KDM6A is abundantly expressed in tumour tissues and is associated with a poor prognosis. (A) Comparison of the KDM6A mRNA level between HCC (Tumour) and normal tissues (Normal) in TCGA_LIHC dataset. TCGA, The cancer genome atlas; LIHC, liver hepatocellular carcinoma. (B) Comparison of the KDM6A protein level between HCC (Tumour) and normal tissues (Normal) in CHCC_HBV dataset. CHCC_HBV, HBV‐related hepatocellular carcinoma dataset, see Section 2. (C) Staining intensity of the KDM6A protein level between HCC (Tumour) and normal tissues (Normal) in PronteinAtlas (https://www.proteinatlas.org/).
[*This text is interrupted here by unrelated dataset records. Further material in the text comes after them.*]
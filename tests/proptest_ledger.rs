//! Property-Based Tests - Ledger and Guard Invariants
//!
//! Uses `proptest` to check that reconciliation stays monotonic and
//! idempotent under arbitrary update orderings, and that the grid
//! guard and price helpers behave consistently across random inputs.

use chrono::{TimeDelta, TimeZone, Utc};
use proptest::prelude::*;
use rust_decimal::Decimal;

use perp_grid_bot::domain::grid::{self, GridSpacingGuard};
use perp_grid_bot::domain::order::{Direction, OrderStatus, OrderUpdate, Side, UpdateSource};
use perp_grid_bot::domain::pricing::{round_to_tick, take_profit_price};
use perp_grid_bot::usecases::OrderLedger;

const REQUESTED: i64 = 100;

fn status() -> impl Strategy<Value = OrderStatus> {
    prop_oneof![
        Just(OrderStatus::Acknowledged),
        Just(OrderStatus::PartiallyFilled),
        Just(OrderStatus::Filled),
        Just(OrderStatus::Cancelled),
        Just(OrderStatus::Rejected),
        Just(OrderStatus::Expired),
    ]
}

/// A venue report for order `v1`: status, optional fill, optional event second.
fn report() -> impl Strategy<Value = (OrderStatus, Option<i64>, Option<i64>)> {
    (
        status(),
        proptest::option::of(0i64..=REQUESTED + 20),
        proptest::option::of(0i64..600),
    )
}

fn to_update((status, filled, at): (OrderStatus, Option<i64>, Option<i64>)) -> OrderUpdate {
    let base = Utc.with_ymd_and_hms(2026, 3, 2, 9, 0, 0).unwrap();
    let mut update = OrderUpdate::venue("v1", status, UpdateSource::Push);
    update.filled_size = filled.map(|f| Decimal::new(f, 2));
    update.event_time = at.map(|s| base + TimeDelta::seconds(s));
    update
}

fn tracked_open() -> OrderLedger {
    let mut ledger = OrderLedger::new();
    let id = ledger.register_open(
        "ETHUSDT",
        Side::Buy,
        Decimal::new(REQUESTED, 2),
        Decimal::new(200_000, 2),
        Utc::now(),
    );
    ledger.reconcile(
        OrderUpdate::local(id, OrderStatus::Acknowledged, UpdateSource::Placement).with_venue_id("v1"),
    );
    ledger
}

fn price() -> impl Strategy<Value = Decimal> {
    (100_000i64..500_000).prop_map(|cents| Decimal::new(cents, 2))
}

fn step() -> impl Strategy<Value = Decimal> {
    (1i64..200).prop_map(|bp| Decimal::new(bp, 2))
}

// ── Reconciliation Properties ───────────────────────────────

proptest! {
    /// Fill never shrinks, sizes stay consistent, and status only moves
    /// backwards through the fill-over-cancel exception.
    #[test]
    fn reconcile_is_monotonic(reports in prop::collection::vec(report(), 1..40)) {
        let mut ledger = tracked_open();
        let mut prev = ledger.by_venue_id("v1").unwrap().clone();

        for r in reports {
            ledger.reconcile(to_update(r));
            let order = ledger.by_venue_id("v1").unwrap().clone();

            prop_assert!(order.filled_size >= prev.filled_size);
            prop_assert!(order.sizes_consistent());
            prop_assert!(order.filled_size <= order.requested_size);

            let moved_back = order.status.rank() < prev.status.rank();
            prop_assert!(!moved_back, "{} -> {}", prev.status, order.status);
            if prev.status.is_terminal() && order.status != prev.status {
                prop_assert_eq!(prev.status, OrderStatus::Cancelled);
                prop_assert_eq!(order.status, OrderStatus::Filled);
            }
            if order.status == OrderStatus::Filled {
                prop_assert_eq!(order.filled_size, order.requested_size);
            }
            prev = order;
        }
    }

    /// Re-applying an update is a no-op.
    #[test]
    fn reconcile_is_idempotent(
        history in prop::collection::vec(report(), 0..10),
        last in report(),
    ) {
        let mut ledger = tracked_open();
        for r in history {
            ledger.reconcile(to_update(r));
        }

        ledger.reconcile(to_update(last));
        let before = ledger.by_venue_id("v1").unwrap().clone();
        let again = ledger.reconcile(to_update(last));
        let after = ledger.by_venue_id("v1").unwrap();

        prop_assert!(!again.is_adopted());
        prop_assert_eq!(before.status, after.status);
        prop_assert_eq!(before.filled_size, after.filled_size);
        prop_assert_eq!(before.status_time, after.status_time);
    }

    /// Each filled quantity is offered for closing exactly once.
    #[test]
    fn needs_close_is_consumed_once(reports in prop::collection::vec(report(), 1..20)) {
        let mut ledger = tracked_open();
        for r in reports {
            ledger.reconcile(to_update(r));
        }
        let first: Decimal = ledger.take_needs_close().iter().map(|c| c.quantity).sum();
        prop_assert!(first <= Decimal::new(REQUESTED, 2));
        prop_assert!(ledger.take_needs_close().is_empty());
    }
}

// ── Grid Guard Properties ───────────────────────────────────

proptest! {
    /// Accepting a candidate implies accepting every price further from
    /// the resting closes.
    #[test]
    fn grid_acceptance_is_monotonic(
        active in prop::collection::vec(price(), 1..6),
        candidate in price(),
        further in 1i64..10_000,
        step in step(),
    ) {
        let gap = Decimal::new(further, 2);
        if grid::accepts(candidate, &active, step, Direction::Buy) {
            prop_assert!(grid::accepts(candidate - gap, &active, step, Direction::Buy));
        }
        if grid::accepts(candidate, &active, step, Direction::Sell) {
            prop_assert!(grid::accepts(candidate + gap, &active, step, Direction::Sell));
        }
    }

    /// A wider step never accepts what a narrower one rejects.
    #[test]
    fn wider_step_is_stricter(
        active in prop::collection::vec(price(), 1..6),
        candidate in price(),
        narrow in step(),
        extra in step(),
    ) {
        for direction in [Direction::Buy, Direction::Sell] {
            if grid::accepts(candidate, &active, narrow + extra, direction) {
                prop_assert!(grid::accepts(candidate, &active, narrow, direction));
            }
        }
    }

    /// The nearest permitted price passes the guard and one tick closer fails.
    #[test]
    fn nearest_permitted_sits_on_boundary(
        active in prop::collection::vec(price(), 1..6),
        step in step(),
    ) {
        let tick = Decimal::new(1, 2);

        let long = GridSpacingGuard::new(step, Direction::Buy);
        let p = long.nearest_permitted(&active, tick).unwrap();
        prop_assert!(long.accepts(p, &active));
        prop_assert!(!long.accepts(p + tick, &active));

        let short = GridSpacingGuard::new(step, Direction::Sell);
        let p = short.nearest_permitted(&active, tick).unwrap();
        prop_assert!(short.accepts(p, &active));
        prop_assert!(!short.accepts(p - tick, &active));
    }
}

// ── Pricing Properties ──────────────────────────────────────

proptest! {
    /// Take-profit targets land on the tick grid at or beyond the full spread.
    #[test]
    fn take_profit_on_grid_and_profitable(fill in price(), pct in 1i64..500) {
        let tick = Decimal::new(1, 2);
        let pct = Decimal::new(pct, 2);

        let long = take_profit_price(fill, pct, Direction::Buy, tick);
        prop_assert_eq!(round_to_tick(long, tick), long);
        prop_assert!(long >= fill * (Decimal::ONE + pct / Decimal::ONE_HUNDRED));

        let short = take_profit_price(fill, pct, Direction::Sell, tick);
        prop_assert_eq!(round_to_tick(short, tick), short);
        prop_assert!(short <= fill * (Decimal::ONE - pct / Decimal::ONE_HUNDRED));
    }
}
Scale bar,100 μm. (D) Staining intensity of the KDM6A protein level between HCC (Tumour) and normal tissues (Normal) in HCC tissue microarray (30 HCC tissues and 30 adjacent normal tissue). Representative images were shown (Patient 1 and Patient 2) and quantification results. The IHC scores were assigned according to the percentage of positive staining cells (0−100%) and the staining intensity (0–8). Scale bar, 25 μm. (E‐F) Kaplan–Meier analysis of overall survival (OS) probability (E) and progression‐free interval probability (F) of KDM6A levels in TCGA_LIHC patients. The statistical significance was assessed using two‐sided log‐rank test. TCGA, The cancer genome atlas; LIHC, liver hepatocellular carcinoma. (G) Kaplan–Meier analysis of OS probability of KDM6A protein levels in CHCC_HBV patients. The statistical significance was assessed using two‐sided log‐rank test. CHCC_HBV, HBV‐related hepatocellular carcinoma dataset, see Section 2. Data represent mean ± SD. p Values were calculated using a student t test unless otherwise stated. *p < .05; **p < .01; ***p < .001; ****p < .0001.